=== AVAILABLE RECORDS ===
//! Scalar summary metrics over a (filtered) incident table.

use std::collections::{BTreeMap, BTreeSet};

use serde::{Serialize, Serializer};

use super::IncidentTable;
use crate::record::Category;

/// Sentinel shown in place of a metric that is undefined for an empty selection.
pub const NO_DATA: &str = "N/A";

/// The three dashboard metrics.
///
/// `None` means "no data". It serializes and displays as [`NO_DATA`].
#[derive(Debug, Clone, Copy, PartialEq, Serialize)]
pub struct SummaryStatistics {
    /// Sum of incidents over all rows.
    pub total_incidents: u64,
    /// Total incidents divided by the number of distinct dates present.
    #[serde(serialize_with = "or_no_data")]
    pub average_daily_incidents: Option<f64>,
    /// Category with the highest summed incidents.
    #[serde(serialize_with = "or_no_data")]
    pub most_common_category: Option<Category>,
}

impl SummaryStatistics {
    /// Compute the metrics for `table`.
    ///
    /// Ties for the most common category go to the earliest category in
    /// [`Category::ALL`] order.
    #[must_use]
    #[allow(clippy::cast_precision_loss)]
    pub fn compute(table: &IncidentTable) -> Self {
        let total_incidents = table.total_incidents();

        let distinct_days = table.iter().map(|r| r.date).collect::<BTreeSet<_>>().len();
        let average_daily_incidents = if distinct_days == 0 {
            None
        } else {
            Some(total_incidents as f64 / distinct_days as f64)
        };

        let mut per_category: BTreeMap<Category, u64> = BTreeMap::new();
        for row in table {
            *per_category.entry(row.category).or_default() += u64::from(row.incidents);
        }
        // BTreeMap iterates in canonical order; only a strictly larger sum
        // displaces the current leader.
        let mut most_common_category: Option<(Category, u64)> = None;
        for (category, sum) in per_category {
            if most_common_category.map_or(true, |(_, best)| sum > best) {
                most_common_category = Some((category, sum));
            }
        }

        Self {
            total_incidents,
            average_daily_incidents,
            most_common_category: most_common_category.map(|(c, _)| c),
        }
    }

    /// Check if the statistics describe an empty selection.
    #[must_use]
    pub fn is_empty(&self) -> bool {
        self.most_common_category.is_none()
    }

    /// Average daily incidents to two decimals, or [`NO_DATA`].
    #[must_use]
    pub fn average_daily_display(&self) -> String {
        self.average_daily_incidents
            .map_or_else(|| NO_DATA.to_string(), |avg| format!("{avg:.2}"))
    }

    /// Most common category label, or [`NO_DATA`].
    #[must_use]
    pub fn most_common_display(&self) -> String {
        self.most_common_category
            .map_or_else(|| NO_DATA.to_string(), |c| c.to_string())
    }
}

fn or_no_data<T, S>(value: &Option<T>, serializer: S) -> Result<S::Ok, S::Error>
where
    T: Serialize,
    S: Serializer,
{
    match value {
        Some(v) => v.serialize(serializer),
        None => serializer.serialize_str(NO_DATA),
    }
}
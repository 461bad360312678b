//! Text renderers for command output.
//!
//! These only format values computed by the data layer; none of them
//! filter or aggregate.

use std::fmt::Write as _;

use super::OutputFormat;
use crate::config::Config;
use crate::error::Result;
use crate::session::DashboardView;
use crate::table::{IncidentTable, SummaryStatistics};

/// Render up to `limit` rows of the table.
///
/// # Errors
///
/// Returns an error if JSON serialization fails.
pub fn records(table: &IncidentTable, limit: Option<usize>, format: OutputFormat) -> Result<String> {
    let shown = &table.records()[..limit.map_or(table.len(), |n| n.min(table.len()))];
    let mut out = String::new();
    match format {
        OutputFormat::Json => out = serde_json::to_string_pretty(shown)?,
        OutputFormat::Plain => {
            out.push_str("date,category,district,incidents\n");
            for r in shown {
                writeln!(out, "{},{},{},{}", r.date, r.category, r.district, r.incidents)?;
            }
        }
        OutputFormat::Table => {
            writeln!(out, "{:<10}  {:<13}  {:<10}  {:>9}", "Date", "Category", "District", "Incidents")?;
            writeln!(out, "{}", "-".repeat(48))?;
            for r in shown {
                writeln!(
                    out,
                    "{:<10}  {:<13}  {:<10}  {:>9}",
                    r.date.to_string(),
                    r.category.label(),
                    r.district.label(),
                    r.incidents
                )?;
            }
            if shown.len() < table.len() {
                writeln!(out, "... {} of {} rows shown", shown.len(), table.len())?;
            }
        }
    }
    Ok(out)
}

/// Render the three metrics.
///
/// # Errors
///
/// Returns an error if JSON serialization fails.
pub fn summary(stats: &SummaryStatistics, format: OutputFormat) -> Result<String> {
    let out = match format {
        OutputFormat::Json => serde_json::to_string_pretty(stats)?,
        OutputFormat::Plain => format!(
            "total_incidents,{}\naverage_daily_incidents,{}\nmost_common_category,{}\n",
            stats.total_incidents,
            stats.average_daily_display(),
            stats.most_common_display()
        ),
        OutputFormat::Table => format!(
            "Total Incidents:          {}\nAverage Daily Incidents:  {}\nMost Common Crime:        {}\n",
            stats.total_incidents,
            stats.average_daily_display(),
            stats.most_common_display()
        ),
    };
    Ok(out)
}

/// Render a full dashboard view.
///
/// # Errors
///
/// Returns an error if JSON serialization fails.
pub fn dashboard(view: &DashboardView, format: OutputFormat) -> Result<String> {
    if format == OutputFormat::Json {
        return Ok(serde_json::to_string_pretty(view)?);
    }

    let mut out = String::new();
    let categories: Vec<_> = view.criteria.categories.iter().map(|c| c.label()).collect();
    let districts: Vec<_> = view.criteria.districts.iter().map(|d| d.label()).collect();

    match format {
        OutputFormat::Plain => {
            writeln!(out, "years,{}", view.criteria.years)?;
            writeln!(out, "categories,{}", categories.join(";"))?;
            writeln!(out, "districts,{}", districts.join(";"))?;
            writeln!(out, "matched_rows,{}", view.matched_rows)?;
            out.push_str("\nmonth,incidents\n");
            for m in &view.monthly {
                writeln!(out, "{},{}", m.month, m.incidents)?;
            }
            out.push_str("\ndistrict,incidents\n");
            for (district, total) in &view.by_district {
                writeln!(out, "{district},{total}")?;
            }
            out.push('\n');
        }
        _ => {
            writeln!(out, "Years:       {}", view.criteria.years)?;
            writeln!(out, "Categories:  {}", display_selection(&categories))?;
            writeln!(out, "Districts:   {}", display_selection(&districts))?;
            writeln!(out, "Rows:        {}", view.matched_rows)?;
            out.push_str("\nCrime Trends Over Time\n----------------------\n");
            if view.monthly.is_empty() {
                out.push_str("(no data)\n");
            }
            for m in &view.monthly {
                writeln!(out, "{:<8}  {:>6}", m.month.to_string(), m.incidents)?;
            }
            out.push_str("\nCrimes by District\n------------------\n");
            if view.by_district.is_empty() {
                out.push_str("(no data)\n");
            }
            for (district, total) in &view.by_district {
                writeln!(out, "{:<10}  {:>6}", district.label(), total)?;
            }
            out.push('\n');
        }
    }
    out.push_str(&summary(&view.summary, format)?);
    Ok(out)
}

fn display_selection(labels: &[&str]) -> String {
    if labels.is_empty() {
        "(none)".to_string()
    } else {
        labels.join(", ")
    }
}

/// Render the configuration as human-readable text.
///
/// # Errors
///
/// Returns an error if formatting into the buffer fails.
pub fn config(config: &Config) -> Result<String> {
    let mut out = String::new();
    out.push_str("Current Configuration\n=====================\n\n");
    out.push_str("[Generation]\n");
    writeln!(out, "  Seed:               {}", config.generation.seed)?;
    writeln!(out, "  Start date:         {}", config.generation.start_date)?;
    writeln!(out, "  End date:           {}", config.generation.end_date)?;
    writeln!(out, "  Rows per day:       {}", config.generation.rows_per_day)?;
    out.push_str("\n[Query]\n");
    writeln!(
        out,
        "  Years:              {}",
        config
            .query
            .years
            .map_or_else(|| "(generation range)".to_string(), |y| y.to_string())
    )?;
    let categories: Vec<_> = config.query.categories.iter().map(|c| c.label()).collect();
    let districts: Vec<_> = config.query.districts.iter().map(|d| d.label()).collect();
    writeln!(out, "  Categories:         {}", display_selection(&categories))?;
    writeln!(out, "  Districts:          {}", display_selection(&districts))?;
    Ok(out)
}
===
● **TASK PROMPT**
The required output is the entries from their opening line through the line holding "for an empty selection.", repeated exactly, with both end lines kept.

● **OUTPUT FOR THIS EXERCISE**
//! Scalar summary metrics over a (filtered) incident table.

use std::collections::{BTreeMap, BTreeSet};

use serde::{Serialize, Serializer};

use super::IncidentTable;
use crate::record::Category;

/// Sentinel shown in place of a metric that is undefined for an empty selection.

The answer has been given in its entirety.